Gross Domestic Product (GDP) - Australia

The market value of all final goods and services produced in Australia during a specific period. The growth rate of GDP is used as a broad gauge of the overall economic health. Robust GDP growth signals a heightened level of activity that is generally associated with a healthy economy. However, economic expansion also raises concerns about inflationary pressures, and strong GDP growth may induces the Australian central bank to raise interest rates in order to combat inflation.
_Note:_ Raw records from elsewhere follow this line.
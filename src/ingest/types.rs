// src/ingest/types.rs
use async_trait::async_trait;
use chrono::NaiveDate;
use serde::{Deserialize, Serialize};

/// The job boards this crate knows how to query.
#[derive(Debug, Clone, Copy, PartialEq, Eq, PartialOrd, Ord, Hash, Serialize, Deserialize)]
#[serde(rename_all = "lowercase")]
pub enum Source {
    Gupy,
    Solides,
}

impl Source {
    /// Directory name used by the dated store ("Gupy", "Solides").
    pub fn display_name(self) -> &'static str {
        match self {
            Source::Gupy => "Gupy",
            Source::Solides => "Solides",
        }
    }

    /// Lowercase file prefix ("gupy", "solides").
    pub fn slug(self) -> &'static str {
        match self {
            Source::Gupy => "gupy",
            Source::Solides => "solides",
        }
    }
}

impl std::fmt::Display for Source {
    fn fmt(&self, f: &mut std::fmt::Formatter<'_>) -> std::fmt::Result {
        f.write_str(self.display_name())
    }
}

/// Common job posting shape produced by every provider.
///
/// Every field is independently optional. `published_date` holds the date part
/// of the provider timestamp (`YYYY-MM-DD` when the provider is well behaved).
#[derive(Debug, Clone, Default, PartialEq, Eq, Hash, Serialize, Deserialize)]
#[serde(rename_all = "camelCase")]
pub struct JobRecord {
    pub name: Option<String>,
    pub organization_name: Option<String>,
    pub published_date: Option<String>,
    pub workplace_type: Option<String>,
    pub city: Option<String>,
    pub state: Option<String>,
    pub job_url: Option<String>,
}

impl JobRecord {
    /// Same record with empty strings folded into `None`.
    /// Rows read back from disk lose the difference, so dedup compares this form.
    pub fn canonical(&self) -> JobRecord {
        fn fold(v: &Option<String>) -> Option<String> {
            v.as_ref().filter(|s| !s.is_empty()).cloned()
        }
        JobRecord {
            name: fold(&self.name),
            organization_name: fold(&self.organization_name),
            published_date: fold(&self.published_date),
            workplace_type: fold(&self.workplace_type),
            city: fold(&self.city),
            state: fold(&self.state),
            job_url: fold(&self.job_url),
        }
    }
}

/// One search request sent to every provider.
#[derive(Debug, Clone, Default, PartialEq, Eq, Serialize, Deserialize)]
#[serde(rename_all = "camelCase")]
pub struct QueryParams {
    pub job_name: String,
    #[serde(default)]
    pub city: Option<String>,
    #[serde(default)]
    pub state: Option<String>,
    #[serde(default)]
    pub workplace_type: Option<String>,
    #[serde(default)]
    pub today_only: bool,
}

impl QueryParams {
    pub fn new(job_name: impl Into<String>) -> Self {
        Self {
            job_name: job_name.into(),
            ..Default::default()
        }
    }

    pub fn located(mut self, city: impl Into<String>, state: impl Into<String>) -> Self {
        self.city = Some(city.into());
        self.state = Some(state.into());
        self
    }

    pub fn workplace(mut self, mode: impl Into<String>) -> Self {
        self.workplace_type = Some(mode.into());
        self
    }

    pub fn today_only(mut self, on: bool) -> Self {
        self.today_only = on;
        self
    }
}

/// Result of one provider call for one `QueryParams`.
#[derive(Debug, Clone, PartialEq, Eq)]
pub enum SearchOutcome {
    /// Non-empty list of normalized records.
    Found(Vec<JobRecord>),
    /// The call succeeded but nothing survived normalization + filtering.
    NoResultsMatchedCriteria,
    /// Transport error or non-success status.
    FetchFailed,
}

impl SearchOutcome {
    pub fn records(&self) -> &[JobRecord] {
        match self {
            SearchOutcome::Found(v) => v,
            _ => &[],
        }
    }

    /// Records for merging; both sentinels contribute nothing.
    pub fn into_records(self) -> Vec<JobRecord> {
        match self {
            SearchOutcome::Found(v) => v,
            _ => Vec::new(),
        }
    }

    pub fn label(&self) -> &'static str {
        match self {
            SearchOutcome::Found(_) => "found",
            SearchOutcome::NoResultsMatchedCriteria => "no_results",
            SearchOutcome::FetchFailed => "fetch_failed",
        }
    }
}

/// Source of "today" for the todayOnly filter.
pub trait Clock: Send + Sync {
    fn today(&self) -> NaiveDate;
}

/// Local wall-clock date.
#[derive(Debug, Clone, Copy, Default)]
pub struct SystemClock;

impl Clock for SystemClock {
    fn today(&self) -> NaiveDate {
        chrono::Local::now().date_naive()
    }
}

/// Pinned date, for tests and replays.
#[derive(Debug, Clone, Copy)]
pub struct FixedClock(pub NaiveDate);

impl Clock for FixedClock {
    fn today(&self) -> NaiveDate {
        self.0
    }
}

/// A job board adapter: one fetch + normalize pipeline per provider.
#[async_trait]
pub trait JobProvider: Send + Sync {
    fn source(&self) -> Source;

    /// Search once. Never errors: every failure path resolves to a sentinel.
    async fn search(&self, params: &QueryParams, today: NaiveDate) -> SearchOutcome;
}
As a result, positive GDP readings are typically bullish for the Australian dollar, while slumping GDP growth is usually bearish.

Technically, GDP is calculated according to the following formula:

GDP = C + I + G + (EX - IM)

where
C = private consumption
I = private investment
G = government expenditure
EX = exports of goods and services
IM = imports of goods and services

The headline figure for GDP is an annualized percentage growth rate.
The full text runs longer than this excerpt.